(Data supplied Opens)

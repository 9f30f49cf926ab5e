//! API service routes

use axum::{
    Json, Router,
    http::{HeaderValue, Method, header},
    middleware,
    response::IntoResponse,
    routing::get,
};
use serde_json::json;
use tower_http::cors::CorsLayer;
use tracing::warn;

use crate::{config::ServerConfig, middleware::auth_middleware, state::AppState};

pub mod auth;
pub mod feed;
pub mod follow;
pub mod loans;
pub mod messages;
pub mod savings;
pub mod users;

/// Create the router for the API service
pub fn create_router(state: AppState, config: &ServerConfig) -> Router {
    let protected_routes = Router::new()
        .nest("/users", users::router())
        .nest("/follow", follow::router())
        .nest("/feed", feed::router())
        .nest("/messages", messages::router())
        .nest("/loans", loans::router())
        .nest("/savings", savings::router())
        .route_layer(middleware::from_fn_with_state(
            state.clone(),
            auth_middleware,
        ));

    let api_v1 = Router::new()
        .nest("/auth", auth::router())
        .merge(protected_routes);

    Router::new()
        .route("/", get(service_banner))
        .route("/health", get(health_check))
        .route("/ws", get(crate::realtime::ws_handler))
        .nest("/api/v1", api_v1)
        .layer(cors_layer(config))
        .with_state(state)
}

fn cors_layer(config: &ServerConfig) -> CorsLayer {
    let origins: Vec<HeaderValue> = config
        .cors_origins
        .iter()
        .filter_map(|origin| match origin.parse() {
            Ok(value) => Some(value),
            Err(_) => {
                warn!("Ignoring invalid CORS origin: {}", origin);
                None
            }
        })
        .collect();

    CorsLayer::new()
        .allow_origin(origins)
        .allow_methods([
            Method::GET,
            Method::POST,
            Method::PUT,
            Method::DELETE,
            Method::OPTIONS,
        ])
        .allow_headers([header::AUTHORIZATION, header::CONTENT_TYPE])
}

/// Service banner
pub async fn service_banner() -> impl IntoResponse {
    Json(json!({
        "name": "FinSphere API",
        "version": env!("CARGO_PKG_VERSION"),
        "status": "running"
    }))
}

/// Health check endpoint, reports database connectivity
pub async fn health_check(
    axum::extract::State(state): axum::extract::State<AppState>,
) -> impl IntoResponse {
    let database = match common::database::health_check(&state.db_pool).await {
        Ok(true) => "up",
        _ => "down",
    };

    Json(json!({
        "status": "ok",
        "service": "finsphere-api",
        "database": database
    }))
}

(Data supplied Closes)

**Task instructions:**
Within the data above, determine the number of lines that contain the word "messages"; write only that number.

**Answer to this task:**
2